◆ WORK REQUEST:
Search the data for the string "InsightClient" and copy each line in which it appears.

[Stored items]
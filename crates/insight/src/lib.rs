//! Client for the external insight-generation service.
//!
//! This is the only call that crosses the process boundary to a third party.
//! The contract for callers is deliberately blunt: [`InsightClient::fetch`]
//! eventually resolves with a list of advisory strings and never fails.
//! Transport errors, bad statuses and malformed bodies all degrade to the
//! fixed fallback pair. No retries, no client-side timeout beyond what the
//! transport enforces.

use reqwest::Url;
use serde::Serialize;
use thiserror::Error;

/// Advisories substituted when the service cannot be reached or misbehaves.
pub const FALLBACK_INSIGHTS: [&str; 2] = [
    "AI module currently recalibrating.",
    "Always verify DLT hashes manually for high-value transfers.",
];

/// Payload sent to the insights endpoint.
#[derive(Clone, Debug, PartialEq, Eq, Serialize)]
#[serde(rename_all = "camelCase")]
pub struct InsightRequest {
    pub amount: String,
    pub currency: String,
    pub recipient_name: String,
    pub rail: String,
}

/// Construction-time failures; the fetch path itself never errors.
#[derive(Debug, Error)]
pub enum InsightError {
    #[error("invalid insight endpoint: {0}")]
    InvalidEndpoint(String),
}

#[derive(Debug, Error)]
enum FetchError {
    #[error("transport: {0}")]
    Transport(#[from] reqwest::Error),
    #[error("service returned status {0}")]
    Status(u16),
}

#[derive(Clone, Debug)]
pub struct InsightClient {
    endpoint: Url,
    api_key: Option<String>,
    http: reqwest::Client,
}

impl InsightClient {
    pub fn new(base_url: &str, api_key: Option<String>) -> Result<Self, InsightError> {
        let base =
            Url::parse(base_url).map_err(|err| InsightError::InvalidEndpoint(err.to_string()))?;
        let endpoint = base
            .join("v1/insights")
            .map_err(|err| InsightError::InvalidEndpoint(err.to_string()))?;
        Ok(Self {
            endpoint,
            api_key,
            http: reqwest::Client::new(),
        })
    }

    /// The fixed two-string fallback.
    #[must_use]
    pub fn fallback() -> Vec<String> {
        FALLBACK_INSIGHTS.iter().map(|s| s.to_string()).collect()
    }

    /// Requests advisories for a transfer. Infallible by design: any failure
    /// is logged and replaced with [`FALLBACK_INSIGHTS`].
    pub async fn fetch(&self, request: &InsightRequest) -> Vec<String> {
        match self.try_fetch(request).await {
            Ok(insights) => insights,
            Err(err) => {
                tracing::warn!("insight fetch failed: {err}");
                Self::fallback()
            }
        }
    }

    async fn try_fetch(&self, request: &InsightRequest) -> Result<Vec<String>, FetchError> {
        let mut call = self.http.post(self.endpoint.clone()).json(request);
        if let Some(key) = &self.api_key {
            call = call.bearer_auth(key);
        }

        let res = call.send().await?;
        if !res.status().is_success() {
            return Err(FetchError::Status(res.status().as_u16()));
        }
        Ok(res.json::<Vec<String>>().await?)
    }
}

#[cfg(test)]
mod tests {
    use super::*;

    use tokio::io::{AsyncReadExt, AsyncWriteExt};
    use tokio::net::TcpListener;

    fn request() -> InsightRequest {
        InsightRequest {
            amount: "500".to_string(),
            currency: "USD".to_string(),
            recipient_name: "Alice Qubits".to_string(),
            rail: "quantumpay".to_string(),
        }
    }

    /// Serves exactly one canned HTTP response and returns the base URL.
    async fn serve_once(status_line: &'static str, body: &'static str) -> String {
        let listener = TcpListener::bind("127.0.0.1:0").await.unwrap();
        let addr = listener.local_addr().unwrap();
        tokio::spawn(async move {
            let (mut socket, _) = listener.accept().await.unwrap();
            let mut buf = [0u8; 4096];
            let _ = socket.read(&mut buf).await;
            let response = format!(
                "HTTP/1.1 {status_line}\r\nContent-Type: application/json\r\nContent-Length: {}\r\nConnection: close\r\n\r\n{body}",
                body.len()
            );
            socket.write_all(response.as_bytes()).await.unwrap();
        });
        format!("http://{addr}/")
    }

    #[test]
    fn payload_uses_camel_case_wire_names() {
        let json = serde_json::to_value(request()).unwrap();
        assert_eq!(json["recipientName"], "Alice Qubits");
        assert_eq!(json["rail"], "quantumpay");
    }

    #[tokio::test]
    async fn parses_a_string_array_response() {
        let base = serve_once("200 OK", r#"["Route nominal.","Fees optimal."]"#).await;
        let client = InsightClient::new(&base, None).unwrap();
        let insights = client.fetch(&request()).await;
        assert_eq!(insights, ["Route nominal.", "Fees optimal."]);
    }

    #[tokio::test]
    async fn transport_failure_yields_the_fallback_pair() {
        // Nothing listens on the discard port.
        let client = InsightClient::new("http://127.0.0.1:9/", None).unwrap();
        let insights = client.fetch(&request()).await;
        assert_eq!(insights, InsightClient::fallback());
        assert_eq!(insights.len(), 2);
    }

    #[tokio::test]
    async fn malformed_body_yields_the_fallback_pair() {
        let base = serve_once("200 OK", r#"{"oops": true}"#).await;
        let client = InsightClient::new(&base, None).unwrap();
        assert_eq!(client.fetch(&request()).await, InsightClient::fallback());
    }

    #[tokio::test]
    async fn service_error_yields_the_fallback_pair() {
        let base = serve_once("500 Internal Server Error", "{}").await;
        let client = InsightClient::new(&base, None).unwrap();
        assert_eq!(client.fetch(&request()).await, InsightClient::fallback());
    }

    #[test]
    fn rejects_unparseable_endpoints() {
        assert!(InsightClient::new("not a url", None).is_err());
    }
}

◆ ANSWER:
//! The contract for callers is deliberately blunt: [`InsightClient::fetch`]
pub struct InsightClient {
impl InsightClient {
        let client = InsightClient::new(&base, None).unwrap();
        let client = InsightClient::new("http://127.0.0.1:9/", None).unwrap();
        assert_eq!(insights, InsightClient::fallback());
        let client = InsightClient::new(&base, None).unwrap();
        assert_eq!(client.fetch(&request()).await, InsightClient::fallback());
        let client = InsightClient::new(&base, None).unwrap();
        assert_eq!(client.fetch(&request()).await, InsightClient::fallback());
        assert!(InsightClient::new("not a url", None).is_err());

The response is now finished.